Six-vertex model and Quantum XXZ Hamiltonian
introduction
- ice-type model, R model, Rys model
- XXZ spin chain and the six-vertex transfer matrix have the same eigenvectors
- Boltzmann weights
- monodromy matrix
- trace of monodromy matrix is the transfer matrix
- power of transfer matrix becomes the partition function
types of six vertex models
- on a square lattice with periodic boundary conditions
- on a square lattice with domain wall boundary conditions
- this is related to the Alternating sign matrix theorem
transfer matrix
- borrowed from transfer matrix in statistical mechanics
- transfer matrix is builtup from matrices of Boltzmann weights
- finding eigenvalues and eigenvectors of transfer matrix is crucial
- Bethe ansatz equation is used to find the eigenvectors and eigenvalues of the transfer matrix
- partition function = trace of power of transfer matrices
- so the partition function is calculated in terms of the eigenvalues of the transfer matrix
- then the problem of solving the model is reduced to the computation of this trace
integrability of the model
- $T(u)$ transfer matrix
- $\log T(u)=\sum_{n=0}^{\infty}Q_{n}u^n$
- here $Q_1$ plays the role of the Hamiltonian
- necessary and sufficient codntion to have infinitely many conserved quantities
$$[T(u), T(v)]=0$$ which implies $[Q_n,Q_m]=0$
- in order to have $[T(u), T(v)]=0$, the YBE must be satisfied
R-matrix and Yang-Baxter equation
$$ R(u,\eta)=\rho\left( \begin{array}{cccc} \sin (u+\eta ) & 0 & 0 & 0 \\ 0 & \sin (u) & \sin (\eta ) & 0 \\ 0 & \sin (\eta ) & \sin (u) & 0 \\ 0 & 0 & 0 & \sin (u+\eta ) \end{array} \right) $$
transfer matrix formalism and coordinate Bethe ansatz
- \(M=N^{2}\) number of molecules
- one can regard the up(or down) arrows in a row as 'particles'
- because of the ice rule, their number is conserved and one can try a Bethe ansatz for the eigenvectors of the transfer matrix
- \(f(x_1,\cdots,x_n)\) be the amplitude in an eigenvector of the state with up arrows at the sites \( x_ 1<x_ 2<\cdots<x_n\)

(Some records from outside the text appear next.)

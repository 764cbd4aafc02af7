//! Serial port auto-selection
//!
//! Sending cards are usually reached through a Silicon Labs CP210x USB-UART
//! bridge. When no port is configured, the ports with a known hardware type
//! are listed and the one matching a description hint is picked.

use crate::core::transport::{list_ports, TransportError};
use serialport::{SerialPortInfo, SerialPortType};
use std::fmt;
use tracing::{debug, info};

/// Description fragment of the USB-UART bridge fitted to sending cards
pub const DEFAULT_PORT_HINT: &str = "CP210x";

/// A port that may lead to a sending card
#[derive(Debug, Clone, PartialEq, Eq)]
pub struct PortCandidate {
    /// System port name (COM3, /dev/ttyUSB0)
    pub name: String,
    /// Human readable description
    pub description: String,
}

impl PortCandidate {
    /// Build a candidate from enumerated port info.
    ///
    /// Returns `None` for ports without hardware information.
    pub fn from_info(info: &SerialPortInfo) -> Option<Self> {
        let description = match &info.port_type {
            SerialPortType::UsbPort(usb) => {
                let label = usb
                    .product
                    .clone()
                    .or_else(|| usb.manufacturer.clone())
                    .unwrap_or_else(|| format!("USB {:04X}:{:04X}", usb.vid, usb.pid));
                format!("{label} ({})", info.port_name)
            }
            SerialPortType::PciPort => format!("PCI serial port ({})", info.port_name),
            SerialPortType::BluetoothPort => format!("Bluetooth serial port ({})", info.port_name),
            SerialPortType::Unknown => return None,
        };

        Some(Self {
            name: info.port_name.clone(),
            description,
        })
    }
}

impl fmt::Display for PortCandidate {
    fn fmt(&self, f: &mut fmt::Formatter<'_>) -> fmt::Result {
        write!(f, "{}: {}", self.name, self.description)
    }
}

/// Candidates from enumerated ports, sorted by description
pub fn candidates(ports: &[SerialPortInfo]) -> Vec<PortCandidate> {
    let mut found: Vec<_> = ports.iter().filter_map(PortCandidate::from_info).collect();
    found.sort_by(|a, b| a.description.cmp(&b.description));
    found
}

/// Pick the port to poll.
///
/// A single candidate is used as-is. With several, the first whose
/// description contains `hint` (case-insensitive) wins.
pub fn select_port<'a>(
    candidates: &'a [PortCandidate],
    hint: &str,
) -> Result<&'a PortCandidate, TransportError> {
    match candidates {
        [] => Err(TransportError::NoSuitablePort(
            "no serial port with hardware information found".to_string(),
        )),
        [only] => Ok(only),
        many => {
            let needle = hint.to_lowercase();
            many.iter()
                .find(|c| c.description.to_lowercase().contains(&needle))
                .ok_or_else(|| {
                    let listed: Vec<_> = many.iter().map(ToString::to_string).collect();
                    TransportError::NoSuitablePort(format!(
                        "none of the ports matches '{hint}': {}",
                        listed.join(", ")
                    ))
                })
        }
    }
}

/// Enumerate the system's ports and pick one
pub fn discover_port(hint: &str) -> Result<PortCandidate, TransportError> {
    let ports = list_ports()?;
    let found = candidates(&ports);
    for candidate in &found {
        debug!("Port candidate {}", candidate);
    }

    let chosen = select_port(&found, hint)?.clone();
    info!("Using serial port {}", chosen);
    Ok(chosen)
}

- obtain the equation for amplitudes \[f(x_ 1,\cdots,x_n)=\sum_{P}A (P)\exp(i\sum_{j=1}^{n}x_jk _{P_j})\]
- Bethe ansatz equation for wave numbers : there are n conditions
\[\exp(ik_jn)=\prod_{j \neq i}B(k_i,k_j)=\prod_{j=1}^{n}B(k_i,k_j)\]
where
\[B(k,q)=-\frac{1+e^{ik}e^{iq}-e^{ik}}{1+e^{ik}e^{iq}-e^{iq}}\]
- eigenvalue
\[\lambda=\frac{1+e^{i(k_{1}+\cdots+k_{n})}}{\prod_{j=1}^{n}1-e^{ik_{j}}}=\frac{1+e^{i(k_{1}+\cdots+k_{n})}}{(1-e^{ik_{j}})\cdots(1-e^{ik_{j}})}\]

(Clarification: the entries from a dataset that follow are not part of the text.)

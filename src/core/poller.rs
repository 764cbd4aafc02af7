//! Polling engine
//!
//! One cycle sends every primary command to every card, then each
//! multi-function command once. Every request is fully round-tripped before
//! the next one is built:
//!
//! ```text
//! Idle -> Building -> Awaiting -> Decoding -> Collected -> Idle
//! ```
//!
//! Per-request failures (no reply, short reply, wrong header, error code)
//! only drop that reading. Transport failures abort the cycle.

use crate::core::protocol::{
    build_frame, decode, validate_response, CommandSet, CommandTemplate, DecoderKind,
    ProtocolError, Telemetry, RESPONSE_OVERHEAD,
};
use crate::core::transport::{Transport, TransportError, DEFAULT_READ_TIMEOUT};
use serde::Serialize;
use std::time::Duration;
use thiserror::Error;
use tracing::{debug, info, warn};

/// Card indexes fit in one request byte
pub const MAX_CARDS: u32 = 256;

/// Polling error types
#[derive(Error, Debug)]
pub enum PollError {
    /// The transport failed, the cycle is aborted
    #[error(transparent)]
    Transport(#[from] TransportError),

    /// A request could not be built
    #[error(transparent)]
    Protocol(#[from] ProtocolError),

    /// More cards than the card index byte can address
    #[error("Cannot poll {0} cards, at most {MAX_CARDS} are addressable")]
    TooManyCards(u32),
}

/// Polling parameters
#[derive(Debug, Clone, PartialEq, Eq)]
pub struct PollerConfig {
    /// Number of cards polled with the primary commands
    pub cards: u32,
    /// Also poll the multi-function commands
    pub multifunction: bool,
    /// How long to wait for each reply
    pub read_timeout: Duration,
    /// Lower bound on the expected response length
    pub min_response_len: Option<usize>,
}

impl PollerConfig {
    /// Create a configuration polling `cards` cards
    pub fn new(cards: u32) -> Self {
        Self {
            cards,
            multifunction: false,
            read_timeout: DEFAULT_READ_TIMEOUT,
            min_response_len: None,
        }
    }

    /// Enable multi-function polling
    #[must_use]
    pub fn multifunction(mut self, enable: bool) -> Self {
        self.multifunction = enable;
        self
    }

    /// Set the read timeout
    #[must_use]
    pub fn read_timeout(mut self, timeout: Duration) -> Self {
        self.read_timeout = timeout;
        self
    }

    /// Length a complete reply to `template` must have
    ///
    /// The template's own response length, raised to `min_response_len` when
    /// that is larger. Never below the bare response overhead.
    pub fn expected_len(&self, template: &CommandTemplate) -> usize {
        template
            .response_len()
            .max(self.min_response_len.unwrap_or(0))
            .max(RESPONSE_OVERHEAD)
    }
}

impl Default for PollerConfig {
    fn default() -> Self {
        Self::new(1)
    }
}

/// A decoded reading and the card it came from
#[derive(Debug, Clone, PartialEq, Eq, Serialize)]
pub struct CardReading {
    /// Card index the request was addressed to
    pub card: u8,
    /// Decoded telemetry
    #[serde(flatten)]
    pub telemetry: Telemetry,
}

/// Readings collected for one command, in polling order
#[derive(Debug, Clone, PartialEq, Eq, Serialize)]
pub struct CommandReadings {
    /// Command name
    pub command: String,
    /// Decoder used for the replies
    pub kind: DecoderKind,
    /// One entry per card that answered
    pub readings: Vec<CardReading>,
}

/// Request counters of one cycle
#[derive(Debug, Clone, Copy, Default, PartialEq, Eq, Serialize)]
pub struct CycleStats {
    /// Requests written
    pub requests: u32,
    /// Readings collected
    pub readings: u32,
    /// Requests without any reply
    pub timeouts: u32,
    /// Replies that were short, malformed or carried an error code
    pub rejected: u32,
}

/// Readings of one polling cycle
#[derive(Debug, Clone, Default, PartialEq, Eq, Serialize)]
pub struct ResultSet {
    commands: Vec<CommandReadings>,
    stats: CycleStats,
}

impl ResultSet {
    /// Create an empty result set
    pub fn new() -> Self {
        Self::default()
    }

    /// Append a reading under `template`'s name
    pub fn push(&mut self, template: &CommandTemplate, reading: CardReading) {
        match self.commands.iter_mut().find(|c| c.command == template.name()) {
            Some(entry) => entry.readings.push(reading),
            None => self.commands.push(CommandReadings {
                command: template.name().to_string(),
                kind: template.kind(),
                readings: vec![reading],
            }),
        }
    }

    /// Readings of a command, in polling order
    pub fn get(&self, command: &str) -> Option<&[CardReading]> {
        self.commands
            .iter()
            .find(|c| c.command == command)
            .map(|c| c.readings.as_slice())
    }

    /// Commands that produced at least one reading, in polling order
    pub fn commands(&self) -> &[CommandReadings] {
        &self.commands
    }

    /// Cycle counters
    pub fn stats(&self) -> CycleStats {
        self.stats
    }

    /// Total number of readings
    pub fn len(&self) -> usize {
        self.commands.iter().map(|c| c.readings.len()).sum()
    }

    /// Whether no reading was collected
    pub fn is_empty(&self) -> bool {
        self.commands.is_empty()
    }
}

/// Sequential poller owning its transport
pub struct Poller<T: Transport> {
    transport: T,
    commands: CommandSet,
    config: PollerConfig,
}

impl<T: Transport> Poller<T> {
    /// Create a poller
    pub fn new(transport: T, commands: CommandSet, config: PollerConfig) -> Self {
        Self {
            transport,
            commands,
            config,
        }
    }

    /// Polling parameters
    pub fn config(&self) -> &PollerConfig {
        &self.config
    }

    /// Commands sent each cycle
    pub fn commands(&self) -> &CommandSet {
        &self.commands
    }

    /// Run one polling cycle
    pub fn run_cycle(&mut self) -> Result<ResultSet, PollError> {
        let Self {
            transport,
            commands,
            config,
        } = self;

        if config.cards > MAX_CARDS {
            return Err(PollError::TooManyCards(config.cards));
        }

        info!(
            "Polling {} card(s), multi-function {}",
            config.cards,
            if config.multifunction { "on" } else { "off" }
        );

        let mut results = ResultSet::new();

        for template in commands.primary() {
            for card in 0..config.cards {
                // MAX_CARDS keeps the index within a byte
                let card = u8::try_from(card).map_err(|_| PollError::TooManyCards(config.cards))?;
                Self::poll_one(transport, config, template, card, &mut results)?;
            }
        }

        if config.multifunction {
            for template in commands.multifunction() {
                let card = template.baked_card_index();
                Self::poll_one(transport, config, template, card, &mut results)?;
            }
        }

        let stats = results.stats;
        info!(
            "Cycle done: {} reading(s) from {} request(s), {} timeout(s), {} rejected",
            stats.readings, stats.requests, stats.timeouts, stats.rejected
        );

        Ok(results)
    }

    fn poll_one(
        transport: &mut T,
        config: &PollerConfig,
        template: &CommandTemplate,
        card: u8,
        results: &mut ResultSet,
    ) -> Result<(), PollError> {
        let frame = build_frame(template, card)?;
        debug!("TX {} card {}: {}", template.name(), card, frame);

        transport.write(frame.as_bytes())?;
        results.stats.requests += 1;

        let expected = config.expected_len(template);
        let raw = transport.read(expected, config.read_timeout)?;

        match validate_response(raw, expected) {
            Ok(response) => {
                debug!("RX {} card {}: {}", template.name(), card, response);
                let telemetry = decode(template.kind(), &response);
                results.push(template, CardReading { card, telemetry });
                results.stats.readings += 1;
                Ok(())
            }
            Err(ProtocolError::Timeout) => {
                warn!("{} card {}: {}", template.name(), card, ProtocolError::Timeout);
                results.stats.timeouts += 1;
                Ok(())
            }
            Err(e) if e.is_recoverable() => {
                warn!("{} card {}: {}", template.name(), card, e);
                results.stats.rejected += 1;
                Ok(())
            }
            Err(e) => Err(e.into()),
        }
    }

    /// Give the transport back
    pub fn into_transport(self) -> T {
        self.transport
    }
}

anistropic one-dimensional Heisenberg model (XXZ model)
- Heisenberg spin chain model
- Hamiltonian of XXZ model or XXZ spin chain with anisotropic parameter \(\Delta=1/2\)
\[\hat H = -\sum_{j=1}^{N} (\sigma_j^x \sigma_{j+1}^x +\sigma_j^y \sigma_{j+1}^y + \Delta \sigma_j^z \sigma_{j+1}^z)=-\sum_{j=1}^{N} (\sigma_j^x \sigma_{j+1}^x +\sigma_j^y \sigma_{j+1}^y + \frac{1}{2} \sigma_j^z \sigma_{j+1}^z)\]
- two body scattering term
\[s_{jl}=1-2\Delta e^{ik_l}+ e^{ik_l+ik_j}=1-e^{ik_l}+ e^{ik_l+ik_j}\]
- equation satisfied by wave numbers
\[\exp(ik_jN)=(-1)^{N-1}\prod_{l=1}^{N}\exp(-i\theta(k_j,k_l))\]
where \(\theta(p,q)\) is defined as
\[\exp(-i\theta(p,q))=\frac{1-2\Delta e^{ip}+e^{i(p+q)}}{1-2\Delta e^{iq}+e^{i(p+q)}}=\frac{1-e^{ip}+e^{i(p+q)}}{1- e^{iq}+e^{i(p+q)}}\]
- fundamental equation
\[k_jN=2\pi I(k_j)+\sum_{l=1}^{N}\theta(k_j,k_l)\]
- eigenvalue
- ground state eigenvector for Hamiltonian is a common eigenvector although the eigenvalues are different
- the maximum eigenstate of the transfer matrix and the ground state of the above Hamiltonian are identical because both are characterized by the fact that \(f(x_ 1,\cdots,x_n)>0\)
- see [YY1966-2]
Sutherland's observation
- the eigenvectors of the transfer matrix depended on a,b,c only via the parameter
\[\Delta=\frac{a^2+b^2-c^2}{2ab}=\cos \eta\]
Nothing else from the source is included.